We were stuck by the quality of what must have been life a hundred years ago and the impacts of the European culture. Lima is a city of extremes—the Spanish architecture, huge cathedrals, bull fights, street vendors, the poorest beggars and diesel fumes. A car stopped for us along the street and we engaged its driver Ruben to take us to Pachacamac, another culture of the Chimu. The ruins of Pachacamac a vast city of yet another vast Peruvian culture, people living in cardboard barrios, a huge port full of activity 24 hours a day, containers going in and out.
The Museo del Oro was extraordinary. A private collection of gold, ornaments, precolonial Chimu, Inca and artifacts spanning thousands of years and of such extraordinary quality you wonder if somehow the world missed the cradle of civilization.
Barbara and I stood at a bus stop and for one nuevo sol (30 cents) were treated to an extraordinary excursion around Lima, through the desert mountains with political slogans painted on the hills, past the markets, the portrait painters, the soldiers and the bands, the street vendors and the thousands of publicos, small private buses, going everywhere, amid the mass of culture and humanity that is Lima, so disturbingly out of balance with the ecological sensitivity of its surroundings that one does take pause to wonder what sort of civilization this millenium will create there.

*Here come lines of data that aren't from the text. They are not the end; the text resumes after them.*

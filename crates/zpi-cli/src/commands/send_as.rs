//! send-as query - delegations on accounts and lists

use super::{to_json, CommandContext};
use colored::Colorize;
use serde::Serialize;
use zpi_core::{PermissionInspector, ResolvedSendAs, Result, Snapshot};

#[derive(Serialize)]
struct SendAsView {
    send_as: Vec<ResolvedSendAs>,
}

pub fn render(ctx: &CommandContext, snapshot: &Snapshot, inspector: &PermissionInspector<'_>) -> Result<String> {
    let grants = inspector.resolved_send_as();

    if ctx.is_json() {
        return to_json(snapshot, SendAsView { send_as: grants });
    }

    let mut out = format!(
        "\n{}\n\n{}\n\n",
        "Zimbra 'Send as' permissions:".bold(),
        "PERMISSION OWNER\tTARGET".cyan()
    );
    for grant in &grants {
        out.push_str(&format!("{:<24}{:<20}\n", grant.owner_display(), grant.target));
    }
    Ok(out)
}

#[cfg(test)]
mod tests {
    use super::*;
    use crate::commands::tests::{json_ctx, sample_snapshot, text_ctx};

    #[test]
    fn test_send_as_text() {
        let snapshot = sample_snapshot();
        let ctx = text_ctx();
        let inspector = PermissionInspector::from_snapshot(&snapshot, &ctx.schema);

        let out = render(&ctx, &snapshot, &inspector).unwrap();
        let lines: Vec<&str> = out.lines().collect();

        assert_eq!(lines[1], "Zimbra 'Send as' permissions:");
        assert_eq!(lines[3], "PERMISSION OWNER\tTARGET");
        assert_eq!(lines[5], format!("{:<24}{:<20}", "bob", "sales"));
        assert_eq!(lines[6], format!("{:<24}{:<20}", "(not found)", "bob"));
        assert_eq!(lines.len(), 7);
    }

    #[test]
    fn test_send_as_json() {
        let snapshot = sample_snapshot();
        let ctx = json_ctx();
        let inspector = PermissionInspector::from_snapshot(&snapshot, &ctx.schema);

        let out = render(&ctx, &snapshot, &inspector).unwrap();
        let value: serde_json::Value = serde_json::from_str(&out).unwrap();

        assert_eq!(value["send_as"][0]["owner"], "bob");
        assert_eq!(value["send_as"][0]["target"], "sales");
        assert!(value["send_as"][1]["owner"].is_null());
        assert_eq!(value["send_as"][1]["grantee"], "idGone");
    }
}
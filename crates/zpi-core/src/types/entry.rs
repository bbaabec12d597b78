//! Directory entries and snapshots

use serde::{Deserialize, Serialize};
use std::collections::HashMap;

/// One directory object as returned by the subtree search
#[derive(Debug, Clone, Default, PartialEq, Eq, Serialize, Deserialize)]
pub struct DirectoryEntry {
    /// Distinguished name
    pub dn: String,

    /// Raw attribute values, multi-valued
    #[serde(default)]
    pub attributes: HashMap<String, Vec<String>>,
}

impl DirectoryEntry {
    pub fn new(dn: impl Into<String>) -> Self {
        Self {
            dn: dn.into(),
            attributes: HashMap::new(),
        }
    }

    /// Builder-style helper to add values to an attribute
    pub fn with_attr<I, S>(mut self, name: impl Into<String>, values: I) -> Self
    where
        I: IntoIterator<Item = S>,
        S: Into<String>,
    {
        self.attributes
            .entry(name.into())
            .or_default()
            .extend(values.into_iter().map(Into::into));
        self
    }

    /// All values of an attribute. Names match exactly first, then
    /// ignoring ASCII case.
    pub fn values(&self, name: &str) -> &[String] {
        if let Some(values) = self.attributes.get(name) {
            return values;
        }

        self.attributes
            .iter()
            .find(|(key, _)| key.eq_ignore_ascii_case(name))
            .map(|(_, values)| values.as_slice())
            .unwrap_or(&[])
    }

    /// First value of an attribute
    pub fn first(&self, name: &str) -> Option<&str> {
        self.values(name).first().map(|s| s.as_str())
    }

    pub fn has_attr(&self, name: &str) -> bool {
        !self.values(name).is_empty()
    }

    /// Object class membership, case-insensitive as in LDAP
    pub fn has_object_class(&self, object_class_attr: &str, class: &str) -> bool {
        self.values(object_class_attr)
            .iter()
            .any(|oc| oc.eq_ignore_ascii_case(class))
    }
}

/// Immutable set of entries captured by one directory search
#[derive(Debug, Clone, Default, PartialEq, Eq, Serialize, Deserialize)]
pub struct Snapshot {
    /// Search base the entries were read from
    pub base_dn: String,

    pub entries: Vec<DirectoryEntry>,
}

impl Snapshot {
    pub fn new(base_dn: impl Into<String>, entries: Vec<DirectoryEntry>) -> Self {
        Self {
            base_dn: base_dn.into(),
            entries,
        }
    }

    pub fn len(&self) -> usize {
        self.entries.len()
    }

    pub fn is_empty(&self) -> bool {
        self.entries.is_empty()
    }
}
//! Core types for the inspector

mod ace;
mod entry;
mod grant;

pub use ace::*;
pub use entry::*;
pub use grant::*;
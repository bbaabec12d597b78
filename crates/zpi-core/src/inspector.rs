//! Permission derivation over a directory snapshot
//!
//! Every query recomputes its view from the entries; nothing is cached
//! between calls.

use crate::error::{Error, Result};
use crate::schema::SchemaMappings;
use crate::types::{
    Ace, AceGrant, AuthorizedSender, DirectoryEntry, ListEntry, ListKind, ResolvedSendAs, Right,
    SendAsGrant, Snapshot,
};
use std::collections::HashMap;
use tracing::{debug, warn};

/// Lists and ACE values collected from list entries
#[derive(Debug, Clone, Default, PartialEq, Eq)]
pub struct Classification {
    pub lists: Vec<ListEntry>,
    pub grants: Vec<AceGrant>,
}

impl Classification {
    fn extend(&mut self, other: Classification) {
        self.lists.extend(other.lists);
        self.grants.extend(other.grants);
    }
}

/// Read-only view deriving permissions from directory entries
pub struct PermissionInspector<'a> {
    entries: &'a [DirectoryEntry],
    schema: &'a SchemaMappings,
}

impl<'a> PermissionInspector<'a> {
    pub fn new(entries: &'a [DirectoryEntry], schema: &'a SchemaMappings) -> Self {
        Self { entries, schema }
    }

    pub fn from_snapshot(snapshot: &'a Snapshot, schema: &'a SchemaMappings) -> Self {
        Self::new(&snapshot.entries, schema)
    }

    /// Collect lists of one kind together with their ACE values
    pub fn classify(&self, kind: ListKind) -> Classification {
        let marker = self.schema.list_marker(kind);
        let key = self.schema.list_key(kind);
        let mut out = Classification::default();

        for entry in self.entries {
            if !entry.has_object_class(&self.schema.object_class, marker) {
                continue;
            }

            let Some(name) = entry.first(key) else {
                debug!(dn = %entry.dn, attr = key, "Skipping {} list without key attribute", kind);
                continue;
            };

            for ace in entry.values(&self.schema.ace) {
                out.grants.push(AceGrant::new(name, ace.as_str()));
            }
            out.lists.push(ListEntry::new(name, kind));
        }

        out
    }

    /// Both kinds, dynamic lists first
    fn classify_all(&self) -> Classification {
        let mut out = Classification::default();
        for kind in ListKind::ALL {
            out.extend(self.classify(kind));
        }
        out
    }

    /// Every mailing list with its kind, in encounter order per kind
    pub fn list_catalog(&self) -> Vec<ListEntry> {
        self.classify_all().lists
    }

    /// Raw ACE values of every list
    pub fn list_ace_grants(&self) -> Vec<AceGrant> {
        self.classify_all().grants
    }

    /// Grantee identifiers allowed to send to `list`
    pub fn authorized_senders_for(&self, list: &str) -> Result<Vec<String>> {
        let Classification { lists, grants } = self.classify_all();

        if !lists.iter().any(|l| l.name == list) {
            return Err(Error::ListNotFound(list.to_string()));
        }

        let senders = authorized_senders(&grants, list);
        if senders.is_empty() {
            return Err(Error::NoPermissions(list.to_string()));
        }

        Ok(senders)
    }

    /// Authorized senders of `list`, each mapped to an account name
    pub fn resolved_senders_for(&self, list: &str) -> Result<Vec<AuthorizedSender>> {
        let senders = self.authorized_senders_for(list)?;

        Ok(senders
            .into_iter()
            .map(|grantee| {
                let account = self.resolve_account(&grantee).map(str::to_string);
                if account.is_none() {
                    warn!(grantee = %grantee, list, "No account found for grantee");
                }
                AuthorizedSender { grantee, account }
            })
            .collect())
    }

    /// Login name of the person entry carrying `identifier`
    pub fn resolve_login(&self, identifier: &str) -> Option<&'a str> {
        let schema = self.schema;
        self.entries
            .iter()
            .filter(|e| e.has_object_class(&schema.object_class, &schema.person_class))
            .find_map(|e| {
                let id = e.first(&schema.identifier)?;
                let login = e.first(&schema.login)?;
                (id == identifier).then_some(login)
            })
    }

    /// Login name of any entry carrying `identifier`. Send-to rights may be
    /// granted to lists and groups as well as to accounts.
    pub fn resolve_account(&self, identifier: &str) -> Option<&'a str> {
        let schema = self.schema;
        self.entries.iter().find_map(|e| {
            let id = e.first(&schema.identifier)?;
            let login = e.first(&schema.login)?;
            (id == identifier).then_some(login)
        })
    }

    /// Identifier to login mapping over person entries, built once
    pub fn login_index(&self) -> LoginIndex<'a> {
        LoginIndex::build(self.entries, self.schema)
    }

    /// Send-as grants on lists, then on accounts.
    ///
    /// Only the first ACE value of each account is inspected.
    pub fn send_as_grants(&self) -> Vec<SendAsGrant> {
        let schema = self.schema;
        let mut out = Vec::new();

        for grant in self.list_ace_grants() {
            if let Some(ace) = Ace::parse(&grant.ace) {
                if ace.grants(Right::SendAsDistList) {
                    out.push(SendAsGrant::new(ace.grantee, grant.subject));
                }
            }
        }

        for entry in self.entries {
            if !entry.has_object_class(&schema.object_class, &schema.person_class) {
                continue;
            }

            let (Some(first_ace), Some(login)) = (entry.first(&schema.ace), entry.first(&schema.login))
            else {
                continue;
            };

            if let Some(ace) = Ace::parse(first_ace) {
                if ace.grants(Right::SendAs) {
                    out.push(SendAsGrant::new(ace.grantee, login));
                }
            }
        }

        out
    }

    /// Send-as grants with delegates resolved to login names
    pub fn resolved_send_as(&self) -> Vec<ResolvedSendAs> {
        let index = self.login_index();

        self.send_as_grants()
            .into_iter()
            .map(|grant| {
                let owner = index.resolve(&grant.grantee).map(str::to_string);
                if owner.is_none() {
                    warn!(grantee = %grant.grantee, target = %grant.target, "Unresolved send-as owner");
                }
                ResolvedSendAs {
                    owner,
                    grantee: grant.grantee,
                    target: grant.target,
                }
            })
            .collect()
    }
}

/// Grantees of positive `sendToDistList` ACEs on `list`, in order, with
/// duplicates kept
pub fn authorized_senders(grants: &[AceGrant], list: &str) -> Vec<String> {
    grants
        .iter()
        .filter(|g| g.subject == list)
        .filter_map(|g| Ace::parse(&g.ace))
        .filter(|ace| ace.grants(Right::SendToDistList))
        .map(|ace| ace.grantee)
        .collect()
}

/// Identifier to login lookup table. The first person entry carrying an
/// identifier wins, matching a linear scan.
#[derive(Debug, Default)]
pub struct LoginIndex<'a> {
    logins: HashMap<&'a str, &'a str>,
}

impl<'a> LoginIndex<'a> {
    pub fn build(entries: &'a [DirectoryEntry], schema: &SchemaMappings) -> Self {
        let mut logins = HashMap::new();

        for entry in entries {
            if !entry.has_object_class(&schema.object_class, &schema.person_class) {
                continue;
            }
            if let (Some(id), Some(login)) = (entry.first(&schema.identifier), entry.first(&schema.login)) {
                logins.entry(id).or_insert(login);
            }
        }

        Self { logins }
    }

    pub fn resolve(&self, identifier: &str) -> Option<&'a str> {
        self.logins.get(identifier).copied()
    }

    pub fn len(&self) -> usize {
        self.logins.len()
    }

    pub fn is_empty(&self) -> bool {
        self.logins.is_empty()
    }
}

We crossed through the Canal to Pacific again, welcomed by whales on
the water and dramatic swells on the ocean creating blue and white lines
on the water. How fine to be at sea for 56 days. It puts your
body on a different schedule and time is measured in our progress, the
latitude and longitude and distance from the Peruvian and Chilean coastal
towns, and the number of whales we sight from the boat deck where we can
walk or run in endless circles around the ship, pushing into the wind,
watching the boobies and the gannetts and always looking for whales, ships
and land. We have three days and four nights headed south at sea
from Lima to Valpariso. The Southern Cross rises in the sky each
night and the milky way broadens as we reach the southern sky. As
we leave the tropics the sea changes its blue and the winds freshen.
Sunrise to sunset to brilliant stars, on deck is the place to be.

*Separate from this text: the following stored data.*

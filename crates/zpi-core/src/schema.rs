//! Directory schema mappings
//!
//! Names of the object classes and attributes the inspector reads. The
//! defaults match a stock Zimbra directory.

use crate::types::ListKind;
use serde::{Deserialize, Serialize};

/// Object class and attribute names used during derivation
#[derive(Debug, Clone, PartialEq, Eq, Serialize, Deserialize)]
#[serde(rename_all = "snake_case")]
pub struct SchemaMappings {
    /// Attribute holding the object classes
    #[serde(default = "default_object_class_attr")]
    pub object_class: String,

    /// Marker class of dynamic groups
    #[serde(default = "default_dynamic_group_class")]
    pub dynamic_group_class: String,

    /// Marker class of static distribution lists
    #[serde(default = "default_static_list_class")]
    pub static_list_class: String,

    /// Marker class of person (account) entries
    #[serde(default = "default_person_class")]
    pub person_class: String,

    /// Primary key attribute of dynamic groups
    #[serde(default = "default_dynamic_key")]
    pub dynamic_key: String,

    /// Primary key attribute of static lists
    #[serde(default = "default_static_key")]
    pub static_key: String,

    /// Access control entry attribute
    #[serde(default = "default_ace_attr")]
    pub ace: String,

    /// Unique internal identifier attribute
    #[serde(default = "default_identifier_attr")]
    pub identifier: String,

    /// Login name attribute
    #[serde(default = "default_login_attr")]
    pub login: String,
}

fn default_object_class_attr() -> String {
    "objectClass".to_string()
}

fn default_dynamic_group_class() -> String {
    "zimbraGroup".to_string()
}

fn default_static_list_class() -> String {
    "zimbraDistributionList".to_string()
}

fn default_person_class() -> String {
    "inetOrgPerson".to_string()
}

fn default_dynamic_key() -> String {
    "cn".to_string()
}

fn default_static_key() -> String {
    "uid".to_string()
}

fn default_ace_attr() -> String {
    "zimbraACE".to_string()
}

fn default_identifier_attr() -> String {
    "zimbraId".to_string()
}

fn default_login_attr() -> String {
    "uid".to_string()
}

impl Default for SchemaMappings {
    fn default() -> Self {
        Self {
            object_class: default_object_class_attr(),
            dynamic_group_class: default_dynamic_group_class(),
            static_list_class: default_static_list_class(),
            person_class: default_person_class(),
            dynamic_key: default_dynamic_key(),
            static_key: default_static_key(),
            ace: default_ace_attr(),
            identifier: default_identifier_attr(),
            login: default_login_attr(),
        }
    }
}

impl SchemaMappings {
    /// Marker object class for a list kind
    pub fn list_marker(&self, kind: ListKind) -> &str {
        match kind {
            ListKind::Dynamic => &self.dynamic_group_class,
            ListKind::Static => &self.static_list_class,
        }
    }

    /// Primary key attribute for a list kind
    pub fn list_key(&self, kind: ListKind) -> &str {
        match kind {
            ListKind::Dynamic => &self.dynamic_key,
            ListKind::Static => &self.static_key,
        }
    }

    /// Attributes to request from the directory, without duplicates
    pub fn requested_attributes(&self) -> Vec<String> {
        let mut attrs: Vec<String> = Vec::new();
        for attr in [
            &self.object_class,
            &self.dynamic_key,
            &self.static_key,
            &self.ace,
            &self.identifier,
            &self.login,
        ] {
            if !attrs.iter().any(|a| a.eq_ignore_ascii_case(attr)) {
                attrs.push(attr.clone());
            }
        }
        attrs
    }

    pub fn validate(&self) -> Result<(), String> {
        let fields = [
            ("object_class", &self.object_class),
            ("dynamic_group_class", &self.dynamic_group_class),
            ("static_list_class", &self.static_list_class),
            ("person_class", &self.person_class),
            ("dynamic_key", &self.dynamic_key),
            ("static_key", &self.static_key),
            ("ace", &self.ace),
            ("identifier", &self.identifier),
            ("login", &self.login),
        ];

        for (name, value) in fields {
            if value.trim().is_empty() {
                return Err(format!("Schema mapping '{}' must not be empty", name));
            }
        }

        Ok(())
    }
}

#[cfg(test)]
mod tests {
    use super::*;

    #[test]
    fn test_defaults_match_zimbra() {
        let schema = SchemaMappings::default();
        assert_eq!(schema.list_marker(ListKind::Dynamic), "zimbraGroup");
        assert_eq!(schema.list_marker(ListKind::Static), "zimbraDistributionList");
        assert_eq!(schema.list_key(ListKind::Dynamic), "cn");
        assert_eq!(schema.list_key(ListKind::Static), "uid");
    }

    #[test]
    fn test_requested_attributes_deduplicated() {
        let attrs = SchemaMappings::default().requested_attributes();
        assert_eq!(attrs, vec!["objectClass", "cn", "uid", "zimbraACE", "zimbraId"]);
    }

    #[test]
    fn test_partial_override_from_toml() {
        let schema: SchemaMappings = toml::from_str(r#"login = "mail""#).unwrap();
        assert_eq!(schema.login, "mail");
        assert_eq!(schema.ace, "zimbraACE");
    }

    #[test]
    fn test_validation_rejects_empty() {
        let schema = SchemaMappings {
            ace: " ".to_string(),
            ..Default::default()
        };
        assert!(schema.validate().is_err());
        assert!(SchemaMappings::default().validate().is_ok());
    }
}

With over 800 people on this ship, the best places mostly seem deserted.
One of my favorites is the top of the ship, over the bridge up by the smokestack.

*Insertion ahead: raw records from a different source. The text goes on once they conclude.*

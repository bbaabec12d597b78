//! Zimbra Permissions Inspector core library
//!
//! Directory entry types, ACE parsing, and the derivation of list catalogs,
//! send-to-list authorizations and send-as grants from a directory snapshot.

pub mod error;
pub mod inspector;
pub mod schema;
pub mod types;

pub use error::{Error, Result};
pub use inspector::{authorized_senders, Classification, LoginIndex, PermissionInspector};
pub use schema::SchemaMappings;
pub use types::{
    Ace, AceGrant, AuthorizedSender, DirectoryEntry, GranteeType, ListEntry, ListKind,
    ResolvedSendAs, Right, RightToken, SendAsGrant, Snapshot,
};

/// Inspector version
pub const VERSION: &str = env!("CARGO_PKG_VERSION");

/// Placeholder shown for grantee identifiers that resolve to no login name
pub const NOT_FOUND_PLACEHOLDER: &str = "(not found)";
//! Error types for the inspector

use thiserror::Error;

pub type Result<T> = std::result::Result<T, Error>;

#[derive(Error, Debug)]
pub enum Error {
    // Query Errors
    #[error("Sorry, list not found: {0}")]
    ListNotFound(String),

    #[error("Sorry, no permissions were found in list: {0}!")]
    NoPermissions(String),

    // Directory Errors
    #[error("Can't contact LDAP server: {0}")]
    ServerDown(String),

    #[error("Invalid credentials")]
    InvalidCredentials,

    #[error("Server is unwilling to perform: {0}")]
    UnwillingToPerform(String),

    #[error("Bind failed with code: {0}")]
    Bind(u32),

    #[error("Directory search failed: {0}")]
    Search(String),

    // Local Errors
    #[error("Invalid configuration: {0}")]
    Config(String),

    #[error("Credential prompt aborted: {0}")]
    Prompt(String),

    #[error(transparent)]
    Other(#[from] anyhow::Error),
}

impl Error {
    pub fn code(&self) -> &'static str {
        match self {
            Error::ListNotFound(_) => "ListNotFound",
            Error::NoPermissions(_) => "NoPermissions",
            Error::ServerDown(_) => "ServerDown",
            Error::InvalidCredentials => "InvalidCredentials",
            Error::UnwillingToPerform(_) => "UnwillingToPerform",
            Error::Bind(_) => "BindFailed",
            Error::Search(_) => "SearchFailed",
            Error::Config(_) => "InvalidConfiguration",
            Error::Prompt(_) => "PromptAborted",
            Error::Other(_) => "InternalError",
        }
    }

    /// Query outcomes end the current query but not the process
    pub fn is_query_error(&self) -> bool {
        matches!(self, Error::ListNotFound(_) | Error::NoPermissions(_))
    }
}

As we head through the swells the panorama of the ocean rocks and I can
see everything.

Nobody goes to the top deck
The Stella Solaris Dancing Girls
T/SS Stella Solaris is a medium sized Greek ship at about 18000 tons. Built in 1953 it is one of the grand old ships, and today one of the oldest afloat. The Stella Solaris was a hospital ship during the Vietnam war and was refitted in 1974 for passengers. There are about 550 passengers and 300 crew—mostly Greek and Philipino. There are ships officers at the bridge, stewards in the dining room, cabin stewards and their assistants below, maintenance workers constantly painting, engine room workers shoveling coal (just kidding!, it's an oil powered steam turbine), a Latvian entertainment staff of 22 musicians and dancers, bartenders, cooks, laundry people, rug cleaners, electricians, a doctor and a chaplain, and others doing the host of other jobs to do aboard ship—all to indulge pleasure of the passengers. It’s a funny concept a village floating far out at sea, but it didn’t take long to get used to the routine.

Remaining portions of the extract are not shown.